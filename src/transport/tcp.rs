//! # Raw TCP Transport
//!
//! Sends bytes straight to a network print server's raw socket (JetDirect,
//! port 9100). There is no protocol on top: the printer interprets the
//! stream as ESC/P directly.
//!
//! ## Copies
//!
//! Each copy is sent over its own connection, one after another, so the
//! print server sees N separate jobs.
//!
//! ## Chunked Writes
//!
//! Data is written in 8 KiB chunks with a debug event per chunk, so a stall
//! on a slow print server shows up in the logs at the byte where it happened.

use std::io::Write;
use std::net::{SocketAddr, TcpStream, ToSocketAddrs};
use std::time::Duration;

use tracing::{debug, info};

use crate::error::{DotprintError, Result};
use crate::printer::PrinterConfig;

/// Default chunk size for writes (bytes)
const CHUNK_SIZE: usize = 8192;

/// Default connect and write timeout.
const DEFAULT_TIMEOUT: Duration = Duration::from_secs(30);

/// # Raw TCP Printer Transport
///
/// ## Example
///
/// ```no_run
/// use dotprint::transport::TcpTransport;
/// use dotprint::protocol::commands;
///
/// let transport = TcpTransport::new("192.168.1.50", 9100);
/// transport.send(&commands::form_feed(), 1)?;
/// # Ok::<(), dotprint::DotprintError>(())
/// ```
#[derive(Debug, Clone)]
pub struct TcpTransport {
    host: String,
    port: u16,
    timeout: Duration,
    chunk_size: usize,
}

impl TcpTransport {
    pub fn new(host: impl Into<String>, port: u16) -> Self {
        Self {
            host: host.into(),
            port,
            timeout: DEFAULT_TIMEOUT,
            chunk_size: CHUNK_SIZE,
        }
    }

    /// Transport for `host` on the configured printer's raw port.
    pub fn for_printer(host: impl Into<String>, config: &PrinterConfig) -> Self {
        Self::new(host, config.raw_port)
    }

    /// Set the connect and write timeout. Default is 30 seconds.
    pub fn with_timeout(mut self, timeout: Duration) -> Self {
        self.timeout = timeout;
        self
    }

    /// Set the chunk size for large writes. Default is 8192 bytes.
    pub fn with_chunk_size(mut self, size: usize) -> Self {
        self.chunk_size = size.max(1);
        self
    }

    fn addr(&self) -> String {
        format!("{}:{}", self.host, self.port)
    }

    fn connect(&self) -> Result<TcpStream> {
        let addr = self.addr();
        let candidates: Vec<SocketAddr> = (self.host.as_str(), self.port)
            .to_socket_addrs()
            .map_err(|e| DotprintError::Transport(format!("Cannot resolve {}: {}", addr, e)))?
            .collect();

        let mut last_err = None;
        for candidate in &candidates {
            match TcpStream::connect_timeout(candidate, self.timeout) {
                Ok(stream) => {
                    stream.set_write_timeout(Some(self.timeout))?;
                    return Ok(stream);
                }
                Err(e) => last_err = Some(e),
            }
        }

        Err(DotprintError::Transport(match last_err {
            Some(e) => format!("Failed to connect to {}: {}", addr, e),
            None => format!("No addresses found for {}", addr),
        }))
    }

    /// Send `data` once over a fresh connection.
    pub fn write_all(&self, data: &[u8]) -> Result<()> {
        let addr = self.addr();
        let mut stream = self.connect()?;

        let mut sent = 0;
        for chunk in data.chunks(self.chunk_size) {
            stream.write_all(chunk).map_err(|e| {
                DotprintError::Transport(format!("Send to {} failed at byte {}: {}", addr, sent, e))
            })?;
            sent += chunk.len();
            debug!(sent, total = data.len(), "raw TCP progress");
        }

        stream
            .flush()
            .map_err(|e| DotprintError::Transport(format!("Flush failed: {}", e)))?;
        stream
            .shutdown(std::net::Shutdown::Write)
            .map_err(|e| DotprintError::Transport(format!("Shutdown failed: {}", e)))?;
        Ok(())
    }

    /// Send `copies` copies of `data`, sequentially.
    pub fn send(&self, data: &[u8], copies: u32) -> Result<()> {
        for copy in 1..=copies {
            info!(addr = %self.addr(), copy, copies, bytes = data.len(), "sending job");
            self.write_all(data)?;
        }
        info!(addr = %self.addr(), copies, "job delivered");
        Ok(())
    }
}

※

- **Brief**
Transcribe the records. Keep every word exactly as it stands.

- **Answer box**
filename src/transport/tcp.rs
//! # Raw TCP Transport
//!
//! Sends bytes straight to a network print server's raw socket (JetDirect,
//! port 9100). There is no protocol on top: the printer interprets the
//! stream as ESC/P directly.
//!
//! ## Copies
//!
//! Each copy is sent over its own connection, one after another, so the
//! print server sees N separate jobs.
//!
//! ## Chunked Writes
//!
//! Data is written in 8 KiB chunks with a debug event per chunk, so a stall
//! on a slow print server shows up in the logs at the byte where it happened.

use std::io::Write;
use std::net::{SocketAddr, TcpStream, ToSocketAddrs};
use std::time::Duration;

use tracing::{debug, info};

use crate::error::{DotprintError, Result};
use crate::printer::PrinterConfig;

/// Default chunk size for writes (bytes)
const CHUNK_SIZE: usize = 8192;

/// Default connect and write timeout.
const DEFAULT_TIMEOUT: Duration = Duration::from_secs(30);

/// # Raw TCP Printer Transport
///
/// ## Example
///
/// ```no_run
/// use dotprint::transport::TcpTransport;
/// use dotprint::protocol::commands;
///
/// let transport = TcpTransport::new("192.168.1.50", 9100);
/// transport.send(&commands::form_feed(), 1)?;
/// # Ok::<(), dotprint::DotprintError>(())
/// ```
#[derive(Debug, Clone)]
pub struct TcpTransport {
    host: String,
    port: u16,
    timeout: Duration,
    chunk_size: usize,
}

impl TcpTransport {
    pub fn new(host: impl Into<String>, port: u16) -> Self {
        Self {
            host: host.into(),
            port,
            timeout: DEFAULT_TIMEOUT,
            chunk_size: CHUNK_SIZE,
        }
    }

    /// Transport for `host` on the configured printer's raw port.
    pub fn for_printer(host: impl Into<String>, config: &PrinterConfig) -> Self {
        Self::new(host, config.raw_port)
    }

    /// Set the connect and write timeout. Default is 30 seconds.
    pub fn with_timeout(mut self, timeout: Duration) -> Self {
        self.timeout = timeout;
        self
    }

    /// Set the chunk size for large writes. Default is 8192 bytes.
    pub fn with_chunk_size(mut self, size: usize) -> Self {
        self.chunk_size = size.max(1);
        self
    }

    fn addr(&self) -> String {
        format!("{}:{}", self.host, self.port)
    }

    fn connect(&self) -> Result<TcpStream> {
        let addr = self.addr();
        let candidates: Vec<SocketAddr> = (self.host.as_str(), self.port)
            .to_socket_addrs()
            .map_err(|e| DotprintError::Transport(format!("Cannot resolve {}: {}", addr, e)))?
            .collect();

        let mut last_err = None;
        for candidate in &candidates {
            match TcpStream::connect_timeout(candidate, self.timeout) {
                Ok(stream) => {
                    stream.set_write_timeout(Some(self.timeout))?;
                    return Ok(stream);
                }
                Err(e) => last_err = Some(e),
            }
        }

        Err(DotprintError::Transport(match last_err {
            Some(e) => format!("Failed to connect to {}: {}", addr, e),
            None => format!("No addresses found for {}", addr),
        }))
    }

    /// Send `data` once over a fresh connection.
    pub fn write_all(&self, data: &[u8]) -> Result<()> {
        let addr = self.addr();
        let mut stream = self.connect()?;

        let mut sent = 0;
        for chunk in data.chunks(self.chunk_size) {
            stream.write_all(chunk).map_err(|e| {
                DotprintError::Transport(format!("Send to {} failed at byte {}: {}", addr, sent, e))
            })?;
            sent += chunk.len();
            debug!(sent, total = data.len(), "raw TCP progress");
        }

        stream
            .flush()
            .map_err(|e| DotprintError::Transport(format!("Flush failed: {}", e)))?;
        stream
            .shutdown(std::net::Shutdown::Write)
            .map_err(|e| DotprintError::Transport(format!("Shutdown failed: {}", e)))?;
        Ok(())
    }

    /// Send `copies` copies of `data`, sequentially.
    pub fn send(&self, data: &[u8], copies: u32) -> Result<()> {
        for copy in 1..=copies {
            info!(addr = %self.addr(), copy, copies, bytes = data.len(), "sending job");
            self.write_all(data)?;
        }
        info!(addr = %self.addr(), copies, "job delivered");
        Ok(())
    }
}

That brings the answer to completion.